Domestic Violence Prevention, Disabilities, and Caregivers

Domestic Violence Prevention, Disabilities, and Caregivers

In an effort to create a safe space to read about an uncomfortable topic, like domestic violence, I want to ask you to close your eyes for a moment and envision what it might take to eliminate violence.  Take some deep calming breaths, in through the nose and out through the mouth, feeling your diaphragm expand as you fill with the good and contract as it expels the bad, and read on when ready…

Domestic Violence is a terrible thing that comes in many different forms; physical, emotional, spiritual, sexual, marital, parental, verbal, sensory, etc. It’s violence in the home, it’s violence at the hands of someone you trust, someone you rely on, someone you may love. In every relationship the potential for violence exists. It may come from the caregiver, it may come from the person receiving care, or it may come from both. Intentional domestic violence is easily recognizable as evil, but unintentional domestic violence is something else entirely, and potentially even more traumatizing as it is unexpected and uncontrolled. Both must be prevented.

How do we prevent domestic violence and reduce isolation? Through support, engagement, and open communication and creating safe spaces. No one should ever feel as though they are alone and have no one to talk to. If they are trying to speak up, no one should ever feel as though no one cares or no one is listening. People with disabilities, including conditions of aging that most will experience later in life, are among the most vulnerable to domestic violence. Our disabilities, if left unsupported through accommodation, can isolate us. It is through supported independence that this population is best equipped to prevent such violence before it occurs.

Disabilities can impact communication and emotional responses as much as they impact mobility, sensory experience, and functionality. Those closest to people with disabilities are often the most aware of how they have adapted to accommodate these challenges in a world that was not designed from the start to be accessible. Our loved ones are often the most capable in supporting our independence, including our ability to speak out about our own needs, including our own safety and treatment from others. Our friends, congregations, and close community members are often those most sensitive to our wants, desires, needs, limitations, and safety accessing social engagement. These people are not just our friends and family, they are our Caregivers, and their support helps us maintain our independence as active members of our families and community. Sometimes the people with the disabilities are the Caregivers too.

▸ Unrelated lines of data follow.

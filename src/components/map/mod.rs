mod component;
mod render;
pub mod scene;

pub use component::MapCanvas;
pub use scene::{MapScene, ViewTransform};
use thiserror::Error;

/// Input rejected before any request is issued.
#[derive(Clone, Debug, PartialEq, Eq, Error)]
pub enum ValidationError {
	#[error("Please select a country")]
	MissingCountry,
	#[error("Please select both start and end countries")]
	MissingEndpoints,
	#[error("Start and end countries must be different")]
	SameEndpoints,
}

/// Failure of a call to the analytics service.
#[derive(Clone, Debug, PartialEq, Error)]
pub enum FetchError {
	#[error("request failed: {0}")]
	Network(String),
	#[error("service returned {status}: {body}")]
	Status { status: u16, body: String },
	#[error("malformed response: {0}")]
	Decode(String),
}

#[derive(Clone, Debug, PartialEq, Error)]
pub enum AppError {
	#[error(transparent)]
	Validation(#[from] ValidationError),
	#[error(transparent)]
	Fetch(#[from] FetchError),
}

/// The three service operations, for operator-facing wording.
#[derive(Clone, Copy, Debug, PartialEq, Eq)]
pub enum Operation {
	Prediction,
	Simulation,
	Path,
}

impl Operation {
	pub fn failure_message(&self) -> &'static str {
		match self {
			Self::Prediction => "Failed to fetch prediction. Please try again.",
			Self::Simulation => "Failed to fetch simulation. Please try again.",
			Self::Path => "Failed to find path. Please try again.",
		}
	}
}

impl AppError {
	/// Text shown to the operator. Fetch failures are reduced to a generic
	/// message; their cause only goes to the log.
	pub fn user_message(&self, operation: Operation) -> String {
		match self {
			Self::Validation(e) => e.to_string(),
			Self::Fetch(_) => operation.failure_message().to_string(),
		}
	}
}

#[cfg(test)]
mod tests {
	use super::*;

	#[test]
	fn fetch_causes_are_hidden_from_the_operator() {
		let err = AppError::from(FetchError::Status {
			status: 500,
			body: "Traceback (most recent call last)".into(),
		});
		assert_eq!(
			err.user_message(Operation::Path),
			"Failed to find path. Please try again."
		);
		assert!(err.to_string().contains("500"));
	}

	#[test]
	fn validation_messages_are_shown_verbatim() {
		let err = AppError::from(ValidationError::SameEndpoints);
		assert_eq!(
			err.user_message(Operation::Path),
			"Start and end countries must be different"
		);
	}
}
//! Result model and the client-side logic that consumes it: progressive
//! playback, visible-subgraph derivation, route roles and aggregates.

pub mod playback;
pub mod route;
pub mod scale;
pub mod scheduler;
pub mod stats;
mod types;
mod visible;

pub use playback::{PlaybackController, PlaybackFrame, PlaybackState, PlaybackStatus};
pub use route::{RouteOutcome, RouteStop, RouteSummary, StopRole};
pub use scheduler::{ManualScheduler, Scheduler, TimeoutScheduler};
pub use stats::SpreadStats;
pub use types::{Coordinates, PathResult, SpreadLink, SpreadNode, SpreadResult};
pub use visible::{VisibleSubgraph, visible};
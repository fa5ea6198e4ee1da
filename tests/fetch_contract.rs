use std::cell::Cell;
use std::sync::Arc;

use spread_atlas::api::{
	Country, Fetcher, Prediction, PredictionResponse, RequestSlot, RouteRequest,
};
use spread_atlas::error::{FetchError, Operation, ValidationError};
use spread_atlas::graph::{
	Coordinates, ManualScheduler, PathResult, PlaybackController, RouteOutcome, SpreadLink,
	SpreadNode, SpreadResult, StopRole,
};

/// In-memory stand-in for the analytics service.
#[derive(Default)]
struct FakeService {
	calls: Cell<usize>,
	offline: bool,
}

impl FakeService {
	fn hit(&self) -> Result<(), FetchError> {
		self.calls.set(self.calls.get() + 1);
		if self.offline {
			Err(FetchError::Network("connection refused".into()))
		} else {
			Ok(())
		}
	}
}

impl Fetcher for FakeService {
	async fn predict(&self, country: &Country) -> Result<PredictionResponse, FetchError> {
		self.hit()?;
		Ok(PredictionResponse {
			country: country.to_string(),
			prediction: Prediction {
				malaria: 42.0,
				dengue: 3.0,
				features_used: Default::default(),
			},
		})
	}

	async fn spread_simulation(&self, country: &Country) -> Result<SpreadResult, FetchError> {
		self.hit()?;
		let node = |id: &str, group, cases| SpreadNode {
			id: id.into(),
			group,
			cases,
			coords: Coordinates::default(),
		};
		Ok(SpreadResult {
			nodes: vec![node(country.as_str(), 0, 40.0), node("Iran", 1, 12.0)],
			links: vec![SpreadLink::new(country.as_str(), "Iran")],
		})
	}

	async fn safest_path(&self, route: &RouteRequest) -> Result<PathResult, FetchError> {
		self.hit()?;
		if route.end().as_str() == "Japan" {
			return Ok(PathResult::no_route());
		}
		Ok(PathResult::found(
			vec![
				route.start().to_string(),
				"B".into(),
				route.end().to_string(),
			],
			0.12,
		))
	}
}

#[test]
fn same_endpoints_never_reach_the_service() {
	let service = FakeService::default();
	let mut slot = RequestSlot::<RouteOutcome>::new(Operation::Path);

	let submitted = slot.submit(RouteRequest::new("A", "A"));
	assert!(submitted.is_none());
	assert_eq!(service.calls.get(), 0);
	assert_eq!(
		slot.error(),
		Some(ValidationError::SameEndpoints.to_string().as_str())
	);
	assert!(!slot.is_loading());
}

#[test]
fn route_roles_from_service_path() {
	let service = FakeService::default();
	let mut slot = RequestSlot::new(Operation::Path);
	let (ticket, route) = slot.submit(RouteRequest::new("A", "C")).unwrap();
	let outcome = pollster::block_on(service.safest_path(&route))
		.map(|result| RouteOutcome::from_result(&result));
	slot.finish(ticket, outcome);

	let Some(RouteOutcome::Found(summary)) = slot.result() else {
		panic!("expected a route, got {:?}", slot.result());
	};
	assert_eq!(summary.hop_count(), 2);
	assert_eq!(summary.stops[0].role, StopRole::Origin);
	assert_eq!(summary.stops[1].role, StopRole::Transit(1));
	assert_eq!(summary.stops[2].role, StopRole::Destination);
}

#[test]
fn no_route_is_a_successful_response() {
	let service = FakeService::default();
	let mut slot = RequestSlot::new(Operation::Path);
	let (ticket, route) = slot.submit(RouteRequest::new("Kenya", "Japan")).unwrap();
	let outcome = pollster::block_on(service.safest_path(&route))
		.map(|result| RouteOutcome::from_result(&result));
	slot.finish(ticket, outcome);

	assert_eq!(slot.result(), Some(&RouteOutcome::NoRoute));
	assert_eq!(slot.error(), None);
}

#[test]
fn spread_response_loads_into_playback() {
	let service = FakeService::default();
	let mut slot = RequestSlot::new(Operation::Simulation);
	let (ticket, country) = slot.submit(Country::new("Pakistan")).unwrap();
	let outcome = pollster::block_on(service.spread_simulation(&country)).map(Arc::new);
	assert!(slot.finish(ticket, outcome));

	let playback = PlaybackController::new(ManualScheduler::new(), 800);
	playback.load(slot.result().cloned().unwrap());
	let frame = playback.frame().unwrap();
	assert_eq!(frame.visible().node_count(), 1);
	assert_eq!(frame.result.origin().map(|n| n.id.as_str()), Some("Pakistan"));
}

#[test]
fn failed_fetch_clears_display_and_shows_generic_message() {
	let online = FakeService::default();
	let mut slot = RequestSlot::new(Operation::Prediction);
	let (ticket, country) = slot.submit(Country::new("Kenya")).unwrap();
	slot.finish(ticket, pollster::block_on(online.predict(&country)));
	assert_eq!(slot.result().map(|r| r.country.as_str()), Some("Kenya"));

	let offline = FakeService {
		offline: true,
		..Default::default()
	};
	let (ticket, country) = slot.submit(Country::new("Egypt")).unwrap();
	slot.finish(ticket, pollster::block_on(offline.predict(&country)));

	assert_eq!(offline.calls.get(), 1);
	assert_eq!(slot.result(), None);
	assert_eq!(slot.error(), Some(Operation::Prediction.failure_message()));
}

#[test]
fn empty_selection_is_rejected_locally() {
	let mut slot = RequestSlot::<PredictionResponse>::new(Operation::Prediction);
	assert!(slot.submit(Country::new("")).is_none());
	assert_eq!(slot.error(), Some("Please select a country"));
}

Fighting against isolation comes with most disabilities and conditions of aging. It is sometimes easiest to stay home, especially as the impacts of the disabilities and age progress; but the less engaged we are with our community, the more vulnerable we become. As our community shrinks, those closest to us must naturally provide additional support, or we adapt but take on more than we should ourselves, sometimes at physical risk. Regardless of what disability you have, the lack of social interaction takes an emotional toll, potentially leading to outbursts that can become violent themselves. Those who are providing support, sometimes the only person providing support, without respite care can easily become overwhelmed. Leading to potentially violent outbursts as well. The care relationship can become toxic.

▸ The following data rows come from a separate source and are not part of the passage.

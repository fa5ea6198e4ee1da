//! Lifecycle of one view's request/response pair.
//!
//! A validation failure only sets the error and keeps whatever is shown.
//! Committing a request clears the display; only the response to the most
//! recently committed request is applied.

use log::error;

use crate::error::{AppError, FetchError, Operation, ValidationError};

/// Identifies a committed request.
#[derive(Clone, Copy, Debug, PartialEq, Eq)]
pub struct Ticket(u64);

#[derive(Clone, Debug, PartialEq)]
pub struct RequestSlot<T> {
	operation: Operation,
	result: Option<T>,
	error: Option<String>,
	loading: bool,
	latest: u64,
}

impl<T> RequestSlot<T> {
	pub fn new(operation: Operation) -> Self {
		Self {
			operation,
			result: None,
			error: None,
			loading: false,
			latest: 0,
		}
	}

	pub fn result(&self) -> Option<&T> {
		self.result.as_ref()
	}

	pub fn error(&self) -> Option<&str> {
		self.error.as_deref()
	}

	pub fn is_loading(&self) -> bool {
		self.loading
	}

	/// Commit `request` if it validated, returning the ticket to finish it
	/// with. Rejected input leaves the current result on screen.
	pub fn submit<R>(&mut self, request: Result<R, ValidationError>) -> Option<(Ticket, R)> {
		match request {
			Ok(request) => Some((self.begin(), request)),
			Err(e) => {
				self.error = Some(AppError::from(e).user_message(self.operation));
				None
			}
		}
	}

	fn begin(&mut self) -> Ticket {
		self.latest += 1;
		self.result = None;
		self.error = None;
		self.loading = true;
		Ticket(self.latest)
	}

	/// Apply a response. Returns `false` and changes nothing when a newer
	/// request has been committed since `ticket` was issued.
	pub fn finish(&mut self, ticket: Ticket, outcome: Result<T, FetchError>) -> bool {
		if ticket.0 != self.latest {
			return false;
		}
		self.loading = false;
		match outcome {
			Ok(value) => self.result = Some(value),
			Err(e) => {
				error!("{:?} request failed: {e}", self.operation);
				self.error = Some(AppError::from(e).user_message(self.operation));
			}
		}
		true
	}
}
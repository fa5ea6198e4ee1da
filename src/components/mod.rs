pub mod map;
pub mod widgets;
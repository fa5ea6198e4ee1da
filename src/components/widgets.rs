//! Small presentational pieces shared by the pages.

use leptos::prelude::*;

use crate::geo;

#[component]
pub fn CountrySelect(
	value: RwSignal<String>,
	#[prop(default = "Select a country")] placeholder: &'static str,
) -> impl IntoView {
	view! {
		<div class="country-select-wrapper">
			<select
				class="country-select"
				prop:value=move || value.get()
				on:change=move |ev| value.set(event_target_value(&ev))
			>
				<option value="">{placeholder}</option>
				{geo::countries()
					.map(|country| view! { <option value=country>{country}</option> })
					.collect_view()}
			</select>
		</div>
	}
}

#[component]
pub fn LoadingSpinner(#[prop(default = "Loading...")] message: &'static str) -> impl IntoView {
	view! {
		<div class="loading-spinner">
			<div class="spinner-icon"></div>
			<p>{message}</p>
		</div>
	}
}

#[component]
pub fn StatsCard(
	title: &'static str,
	#[prop(into)] value: String,
	#[prop(default = "#3b82f6")] color: &'static str,
	#[prop(optional, into)] subtitle: Option<String>,
) -> impl IntoView {
	view! {
		<div class="stats-card" style=format!("border-left: 4px solid {color}")>
			<div class="stats-card-header">
				<h3>{title}</h3>
			</div>
			<div class="stats-card-value">{value}</div>
			{subtitle.map(|s| view! { <div class="stats-card-subtitle">{s}</div> })}
		</div>
	}
}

Frustration leads to anger, anger leads to aggression, aggression leads to suffering. Someone who needs daily assistance with personal hygiene, being vulnerable to receive support from someone they love and trust, unintentionally becomes a victim of sexual assault because that person wiped or cleaned too aggressively. Someone who needs mobility assistance becomes the victim of physical abuse because the person assisting them unintentionally injures them by rushing, being rough, or not paying attention to their safety during a transfer. A loved one becomes the victim of unintended verbal abuse because the person with the disability’s frustration reaches a breaking point and there’s no one equipped to hear it.  An aging immigrant who must rely on a visiting nurse who doesn’t speak their language fluently becomes a victim of neglect, suffering emotional abuse due to the barriers in communication and culture.  Instances of unintended domestic violence, fueled by uncontrolled emotion, can have lasting traumatic impact on the people involved and their relationships going forward.

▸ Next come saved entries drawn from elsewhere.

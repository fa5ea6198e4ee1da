//! Static country locations used to place markers on the map.

use crate::graph::Coordinates;

const TABLE: &[(&str, Coordinates)] = &[
	("Bangladesh", Coordinates::new(23.6850, 90.3563)),
	("Belgium", Coordinates::new(50.5039, 4.4699)),
	("Brazil", Coordinates::new(-14.2350, -51.9253)),
	("Egypt", Coordinates::new(26.8206, 30.8025)),
	("Ethiopia", Coordinates::new(9.1450, 40.4897)),
	("Germany", Coordinates::new(51.1657, 10.4515)),
	("India", Coordinates::new(20.5937, 78.9629)),
	("Iran", Coordinates::new(32.4279, 53.6880)),
	("Japan", Coordinates::new(36.2048, 138.2529)),
	("Kenya", Coordinates::new(-0.0236, 37.9062)),
	("Mexico", Coordinates::new(23.6345, -102.5528)),
	("Nigeria", Coordinates::new(9.0820, 8.6753)),
	("Pakistan", Coordinates::new(30.3753, 69.3451)),
	("Saudi Arabia", Coordinates::new(23.8859, 45.0792)),
	("Singapore", Coordinates::new(1.3521, 103.8198)),
	("United Arab Emirates", Coordinates::new(23.4241, 53.8478)),
];

/// Location of `country`. Unknown names map to `(0, 0)`, which puts the
/// marker at the map origin instead of failing.
pub fn coordinates(country: &str) -> Coordinates {
	TABLE
		.iter()
		.find(|(name, _)| *name == country)
		.map(|(_, coords)| *coords)
		.unwrap_or_default()
}

/// Countries offered by the picker, alphabetically.
pub fn countries() -> impl Iterator<Item = &'static str> {
	TABLE.iter().map(|(name, _)| *name)
}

Getting Support, Removing Toxic Stress

Maintaining connection with a supportive community of Caregivers, including close family, is the best way to prevent this toxic care environment from developing, and provides support to guard against the violence if it begins to develop. In today’s world of pressing fast paced social and work demands it can be a challenge for those who want to help to make the time. Many people wind up isolated from their would-be caregivers for these reasons too, and don’t even speak up when they need help because they don’t want to be an inconvenience or a charity case. Ultimately this could lead to institutionalization, which opens a whole new door to potential structural or systemic violence.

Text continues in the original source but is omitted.